• **Directions for this task**
Where does the word "clone" occur in the entries below? Copy every line that has it.

• **Material for this task**
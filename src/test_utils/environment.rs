//! Isolated update environment for integration and library tests.

use std::fs;
use std::io;
use std::path::PathBuf;
use tempfile::TempDir;

use crate::update::{InstallTarget, UpdateConfig};

/// A throwaway installation:
///
/// ```text
/// <tmp>/
/// ├── install/   the "installed" application
/// ├── release/   where manifests and artifacts are published (file:// URLs)
/// └── tmp/       temp root for update sessions
/// ```
pub struct UpdateTestEnvironment {
    /// Owns the whole tree
    pub temp_dir: TempDir,
    /// Install directory
    pub install_dir: PathBuf,
    /// Published release files
    pub release_dir: PathBuf,
    /// Session temp root
    pub temp_root: PathBuf,
}

impl UpdateTestEnvironment {
    /// Create the directory layout.
    pub fn new() -> io::Result<Self> {
        super::init_test_logging(None);

        let temp_dir = TempDir::new()?;
        let install_dir = temp_dir.path().join("install");
        let release_dir = temp_dir.path().join("release");
        let temp_root = temp_dir.path().join("tmp");
        fs::create_dir_all(&install_dir)?;
        fs::create_dir_all(&release_dir)?;
        fs::create_dir_all(&temp_root)?;

        Ok(Self {
            temp_dir,
            install_dir,
            release_dir,
            temp_root,
        })
    }

    /// Put an "old" version of the application into the install directory.
    pub fn install_old_version(&self, executable: &str) -> io::Result<()> {
        fs::write(self.install_dir.join(executable), b"#!/bin/sh\necho old\n")?;
        fs::write(self.install_dir.join("settings.json"), br#"{"keep": true}"#)?;
        Ok(())
    }

    /// Configuration pointing at `manifest_url` with no timer, no startup
    /// check and no grace delay.
    pub fn config(&self, manifest_url: &str) -> UpdateConfig {
        UpdateConfig {
            manifest_url: Some(manifest_url.to_string()),
            check_interval: 0,
            check_on_startup: false,
            grace_delay: 0,
            app_name: "testapp".to_string(),
            temp_root: Some(self.temp_root.clone()),
            ..UpdateConfig::default()
        }
    }

    /// Install target for `executable` inside the install directory.
    pub fn target(&self, executable: &str) -> InstallTarget {
        InstallTarget {
            install_dir: self.install_dir.clone(),
            executable_name: executable.to_string(),
            interpreter: None,
        }
    }

    /// `file://` URL of a file in the release directory.
    pub fn release_url(&self, name: &str) -> String {
        format!("file://{}", self.release_dir.join(name).display())
    }

    /// Session directories currently present under the temp root.
    pub fn session_dirs(&self) -> Vec<PathBuf> {
        fs::read_dir(&self.temp_root)
            .map(|entries| entries.filter_map(|e| e.ok().map(|e| e.path())).collect())
            .unwrap_or_default()
    }
}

• **Response**
            temp_root: Some(self.temp_root.clone()),
            install_dir: self.install_dir.clone(),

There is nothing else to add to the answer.